■ **Requirement**
An exact, word-for-word copy of the entries is required, beginning at the line that contains "self.config.bcc.retain(|address| !address.trim().is_empty());" and ending at the last line, both included.
Stored data section start
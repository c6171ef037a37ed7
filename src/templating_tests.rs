#[cfg(test)]
mod tests {
    use crate::templating::{
        DEFAULT_HTML_TEMPLATE, DEFAULT_TEXT_TEMPLATE, TemplateEngine, TemplateError, TemplateRef,
        TemplateRenderer,
    };
    use std::fs;
    use std::time::{Duration, SystemTime};
    use tempfile::TempDir;

    fn setup_test_templates() -> (TempDir, TemplateEngine) {
        let temp_dir = TempDir::new().unwrap();
        let template_path = temp_dir.path();

        fs::create_dir_all(template_path.join("email")).unwrap();

        let welcome_text = r#"Hi {{ user_name | default: "there" }},

{{ body }}

-- The {{ site_name }} team"#;
        fs::write(template_path.join("welcome.txt.liquid"), welcome_text).unwrap();

        let welcome_html = r#"<html>
<body>
    <h1>Welcome to {{ site_name }}</h1>
    {% if body != "" %}<div class="body">{{ body }}</div>{% endif %}
    <p>{{ subject | upcase }}</p>
</body>
</html>"#;
        fs::write(template_path.join("welcome.html.liquid"), welcome_html).unwrap();

        let engine = TemplateEngine::new(template_path.to_path_buf());

        (temp_dir, engine)
    }

    #[test]
    fn test_render_custom_text_template() {
        let (_temp_dir, engine) = setup_test_templates();

        let context = liquid::object!({
            "user_name": "Ada",
            "site_name": "Example",
            "body": "Thanks for signing up.",
        });

        let text = engine
            .render_template(&TemplateRef::from("welcome.txt.liquid"), &context)
            .unwrap();

        assert_eq!(
            text,
            "Hi Ada,\n\nThanks for signing up.\n\n-- The Example team"
        );
    }

    #[test]
    fn test_render_custom_html_template() {
        let (_temp_dir, engine) = setup_test_templates();

        let context = liquid::object!({
            "site_name": "Example",
            "subject": "hello",
            "body": "",
        });

        let html = engine
            .render_template(&TemplateRef::from("welcome.html.liquid"), &context)
            .unwrap();

        assert!(html.contains("<h1>Welcome to Example</h1>"));
        assert!(html.contains("<p>HELLO</p>"));
        assert!(!html.contains("class=\"body\""));
    }

    #[test]
    fn test_builtin_defaults_pass_body_through() {
        let (_temp_dir, engine) = setup_test_templates();

        let context = liquid::object!({
            "body": "Line one\n\nLine two",
        });

        for name in [DEFAULT_TEXT_TEMPLATE, DEFAULT_HTML_TEMPLATE] {
            let rendered = engine
                .render_template(&TemplateRef::from(name), &context)
                .unwrap();
            assert_eq!(rendered, "Line one\n\nLine two");
        }
    }

    #[test]
    fn test_directory_overrides_builtin_default() {
        let (temp_dir, engine) = setup_test_templates();

        fs::write(
            temp_dir.path().join(DEFAULT_HTML_TEMPLATE),
            "<div class=\"brand\">{{ body }}</div>",
        )
        .unwrap();

        let context = liquid::object!({ "body": "<p>Hi</p>" });
        let html = engine
            .render_template(&TemplateRef::from(DEFAULT_HTML_TEMPLATE), &context)
            .unwrap();

        assert_eq!(html, "<div class=\"brand\"><p>Hi</p></div>");
    }

    #[test]
    fn test_extra_builtin() {
        let engine = TemplateEngine::new(std::env::temp_dir().join("mailcraft-missing-dir"))
            .with_builtin("footer.txt.liquid", "-- {{ site_name }}");

        let context = liquid::object!({ "site_name": "Example" });
        let text = engine
            .render_template(&TemplateRef::from("footer.txt.liquid"), &context)
            .unwrap();

        assert_eq!(text, "-- Example");
    }

    #[test]
    fn test_missing_template_is_not_found() {
        let (_temp_dir, engine) = setup_test_templates();

        let result = engine.render_template(
            &TemplateRef::from("does-not-exist.liquid"),
            &liquid::object!({}),
        );

        match result {
            Err(TemplateError::NotFound(name)) => assert_eq!(name, "does-not-exist.liquid"),
            other => panic!("expected NotFound, got {:?}", other),
        }
    }

    #[test]
    fn test_unreadable_template_path_is_io_error() {
        let (_temp_dir, engine) = setup_test_templates();

        // An existing file used as a directory fails with something other than NotFound.
        let result = engine.render_template(
            &TemplateRef::from("welcome.txt.liquid/nested.liquid"),
            &liquid::object!({}),
        );

        assert!(
            matches!(result, Err(TemplateError::Io(_))),
            "expected Io error, got {:?}",
            result
        );
    }

    #[test]
    fn test_missing_partial_error() {
        let temp_dir = TempDir::new().unwrap();
        let template_path = temp_dir.path();

        let bad_content = r#"{% include "_missing.html.liquid" %}"#;
        fs::write(template_path.join("bad.html.liquid"), bad_content).unwrap();

        let engine = TemplateEngine::new(template_path.to_path_buf());

        let result = engine.render_template(
            &TemplateRef::from("bad.html.liquid"),
            &liquid::object!({}),
        );
        assert!(
            matches!(result, Err(TemplateError::Render { .. })),
            "Should fail with missing partial"
        );
    }

    #[test]
    fn test_syntax_error_is_render_error() {
        let temp_dir = TempDir::new().unwrap();
        fs::write(temp_dir.path().join("broken.liquid"), "{% if %}").unwrap();

        let engine = TemplateEngine::new(temp_dir.path().to_path_buf());
        let result =
            engine.render_template(&TemplateRef::from("broken.liquid"), &liquid::object!({}));

        match result {
            Err(TemplateError::Render { name, .. }) => assert_eq!(name, "broken.liquid"),
            other => panic!("expected Render error, got {:?}", other),
        }
    }

    #[test]
    fn test_template_caching_picks_up_changes() {
        let (temp_dir, engine) = setup_test_templates();
        let path = temp_dir.path().join("changing.liquid");
        let name = TemplateRef::from("changing.liquid");
        let context = liquid::object!({});

        fs::write(&path, "first").unwrap();
        assert_eq!(engine.render_template(&name, &context).unwrap(), "first");

        // Served from cache while the file is unchanged
        assert_eq!(engine.render_template(&name, &context).unwrap(), "first");

        fs::write(&path, "second").unwrap();
        let file = fs::File::options().write(true).open(&path).unwrap();
        file.set_modified(SystemTime::now() + Duration::from_secs(5))
            .unwrap();

        assert_eq!(engine.render_template(&name, &context).unwrap(), "second");
    }
}
use serde::{Deserialize, Serialize};
use std::fmt;
use std::path::PathBuf;

use crate::composer::ComposeError;
use crate::templating::TemplateRef;

#[derive(Debug, Clone, Copy, PartialEq, Eq, Hash, Serialize, Deserialize)]
#[serde(rename_all = "lowercase")]
pub enum PartKind {
    Text,
    Html,
}

impl PartKind {
    pub fn sibling(self) -> Self {
        match self {
            PartKind::Text => PartKind::Html,
            PartKind::Html => PartKind::Text,
        }
    }
}

impl fmt::Display for PartKind {
    fn fmt(&self, f: &mut fmt::Formatter<'_>) -> fmt::Result {
        match self {
            PartKind::Text => f.write_str("text"),
            PartKind::Html => f.write_str("html"),
        }
    }
}

/// Everything needed to compose one email. Built through [`MessageConfig::builder`].
#[derive(Debug, Clone)]
pub struct MessageConfig {
    recipient: String,
    subject: String,
    cc: Vec<String>,
    bcc: Vec<String>,
    from_address: Option<String>,
    reply_to: Option<String>,
    text_body: Option<String>,
    html_body: Option<String>,
    text_template: Option<TemplateRef>,
    html_template: Option<TemplateRef>,
    attachments: Vec<PathBuf>,
    headers: Vec<(String, String)>,
    context: liquid::Object,
}

impl MessageConfig {
    pub fn builder(recipient: impl Into<String>, subject: impl Into<String>) -> MessageConfigBuilder {
        MessageConfigBuilder::new(recipient, subject)
    }

    pub fn recipient(&self) -> &str {
        &self.recipient
    }

    pub fn subject(&self) -> &str {
        &self.subject
    }

    pub fn cc(&self) -> &[String] {
        &self.cc
    }

    pub fn bcc(&self) -> &[String] {
        &self.bcc
    }

    pub fn from_address(&self) -> Option<&str> {
        self.from_address.as_deref()
    }

    pub fn reply_to(&self) -> Option<&str> {
        self.reply_to.as_deref()
    }

    /// Raw text body, `None` when unset or empty.
    pub fn text_body(&self) -> Option<&str> {
        self.text_body.as_deref().filter(|body| !body.is_empty())
    }

    /// Raw HTML body, `None` when unset or empty.
    pub fn html_body(&self) -> Option<&str> {
        self.html_body.as_deref().filter(|body| !body.is_empty())
    }

    pub fn text_template(&self) -> Option<&TemplateRef> {
        self.text_template.as_ref().filter(|t| !t.is_empty())
    }

    pub fn html_template(&self) -> Option<&TemplateRef> {
        self.html_template.as_ref().filter(|t| !t.is_empty())
    }

    pub fn body(&self, kind: PartKind) -> Option<&str> {
        match kind {
            PartKind::Text => self.text_body(),
            PartKind::Html => self.html_body(),
        }
    }

    pub fn template(&self, kind: PartKind) -> Option<&TemplateRef> {
        match kind {
            PartKind::Text => self.text_template(),
            PartKind::Html => self.html_template(),
        }
    }

    /// Files attached to the delivered message, in order.
    pub fn attachments(&self) -> &[PathBuf] {
        &self.attachments
    }

    pub fn headers(&self) -> &[(String, String)] {
        &self.headers
    }

    pub fn context(&self) -> &liquid::Object {
        &self.context
    }
}

#[derive(Debug, Clone)]
pub struct MessageConfigBuilder {
    config: MessageConfig,
}

impl MessageConfigBuilder {
    pub fn new(recipient: impl Into<String>, subject: impl Into<String>) -> Self {
        Self {
            config: MessageConfig {
                recipient: recipient.into(),
                subject: subject.into(),
                cc: Vec::new(),
                bcc: Vec::new(),
                from_address: None,
                reply_to: None,
                text_body: None,
                html_body: None,
                text_template: None,
                html_template: None,
                attachments: Vec::new(),
                headers: Vec::new(),
                context: liquid::Object::new(),
            },
        }
    }

    pub fn text_body(mut self, body: impl Into<String>) -> Self {
        self.config.text_body = Some(body.into());
        self
    }

    pub fn html_body(mut self, body: impl Into<String>) -> Self {
        self.config.html_body = Some(body.into());
        self
    }

    pub fn text_template(mut self, template: impl Into<TemplateRef>) -> Self {
        self.config.text_template = Some(template.into());
        self
    }

    pub fn html_template(mut self, template: impl Into<TemplateRef>) -> Self {
        self.config.html_template = Some(template.into());
        self
    }

    pub fn cc(mut self, address: impl Into<String>) -> Self {
        self.config.cc.push(address.into());
        self
    }

    pub fn bcc(mut self, address: impl Into<String>) -> Self {
        self.config.bcc.push(address.into());
        self
    }

    pub fn from_address(mut self, address: impl Into<String>) -> Self {
        self.config.from_address = Some(address.into());
        self
    }

    pub fn reply_to(mut self, address: impl Into<String>) -> Self {
        self.config.reply_to = Some(address.into());
        self
    }

    pub fn attachment(mut self, path: impl Into<PathBuf>) -> Self {
        self.config.attachments.push(path.into());
        self
    }

    /// Adds an extra header to the delivered message.
    pub fn header(mut self, name: impl Into<String>, value: impl Into<String>) -> Self {
        self.config.headers.push((name.into(), value.into()));
        self
    }

    /// Adds a string variable to every template rendered for this message.
    pub fn context(self, key: impl Into<String>, value: impl Into<String>) -> Self {
        let value: String = value.into();
        self.context_value(key, liquid::model::Value::Scalar(value.into()))
    }

    pub fn context_value(mut self, key: impl Into<String>, value: liquid::model::Value) -> Self {
        let key: String = key.into();
        self.config.context.insert(key.into(), value);
        self
    }

    pub fn build(mut self) -> Result<MessageConfig, ComposeError> {
        let recipient = self.config.recipient.trim();
        if recipient.is_empty() {
            return Err(ComposeError::MissingRecipient);
        }
        self.config.recipient = recipient.to_string();

        self.config.cc.retain(|address| !address.trim().is_empty());
        self.config.bcc.retain(|address| !address.trim().is_empty());

        Ok(self.config)
    }
}

/// Which parts the caller asks for at send time.
#[derive(Debug, Clone, Copy, PartialEq, Eq, Serialize, Deserialize)]
pub struct SendIntent {
    pub want_text: bool,
    pub want_html: bool,
}

impl SendIntent {
    pub fn new(want_text: bool, want_html: bool) -> Self {
        Self {
            want_text,
            want_html,
        }
    }

    pub fn text_only() -> Self {
        Self::new(true, false)
    }

    pub fn html_only() -> Self {
        Self::new(false, true)
    }

    /// Wants a kind only when the message carries a template or a body for it.
    pub fn from_sources(config: &MessageConfig) -> Self {
        Self::new(
            config.text_template().is_some() || config.text_body().is_some(),
            config.html_template().is_some() || config.html_body().is_some(),
        )
    }

    pub fn wants(&self, kind: PartKind) -> bool {
        match kind {
            PartKind::Text => self.want_text,
            PartKind::Html => self.want_html,
        }
    }
}

impl Default for SendIntent {
    fn default() -> Self {
        Self::new(true, true)
    }
}

/// The resolved parts of a message. At least one of `text` and `html` is set.
#[derive(Debug, Clone, PartialEq, Eq, Serialize, Deserialize)]
pub struct ComposedMessage {
    pub subject: String,
    pub text: Option<String>,
    pub html: Option<String>,
}

impl ComposedMessage {
    pub fn part(&self, kind: PartKind) -> Option<&str> {
        match kind {
            PartKind::Text => self.text.as_deref(),
            PartKind::Html => self.html.as_deref(),
        }
    }
}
Stored data section end
■ **Finished exercise**
        self.config.bcc.retain(|address| !address.trim().is_empty());

        Ok(self.config)
    }
}

/// Which parts the caller asks for at send time.
#[derive(Debug, Clone, Copy, PartialEq, Eq, Serialize, Deserialize)]
pub struct SendIntent {
    pub want_text: bool,
    pub want_html: bool,
}

impl SendIntent {
    pub fn new(want_text: bool, want_html: bool) -> Self {
        Self {
            want_text,
            want_html,
        }
    }

    pub fn text_only() -> Self {
        Self::new(true, false)
    }

    pub fn html_only() -> Self {
        Self::new(false, true)
    }

    /// Wants a kind only when the message carries a template or a body for it.
    pub fn from_sources(config: &MessageConfig) -> Self {
        Self::new(
            config.text_template().is_some() || config.text_body().is_some(),
            config.html_template().is_some() || config.html_body().is_some(),
        )
    }

    pub fn wants(&self, kind: PartKind) -> bool {
        match kind {
            PartKind::Text => self.want_text,
            PartKind::Html => self.want_html,
        }
    }
}

impl Default for SendIntent {
    fn default() -> Self {
        Self::new(true, true)
    }
}

/// The resolved parts of a message. At least one of `text` and `html` is set.
#[derive(Debug, Clone, PartialEq, Eq, Serialize, Deserialize)]
pub struct ComposedMessage {
    pub subject: String,
    pub text: Option<String>,
    pub html: Option<String>,
}

impl ComposedMessage {
    pub fn part(&self, kind: PartKind) -> Option<&str> {
        match kind {
            PartKind::Text => self.text.as_deref(),
            PartKind::Html => self.html.as_deref(),
        }
    }
}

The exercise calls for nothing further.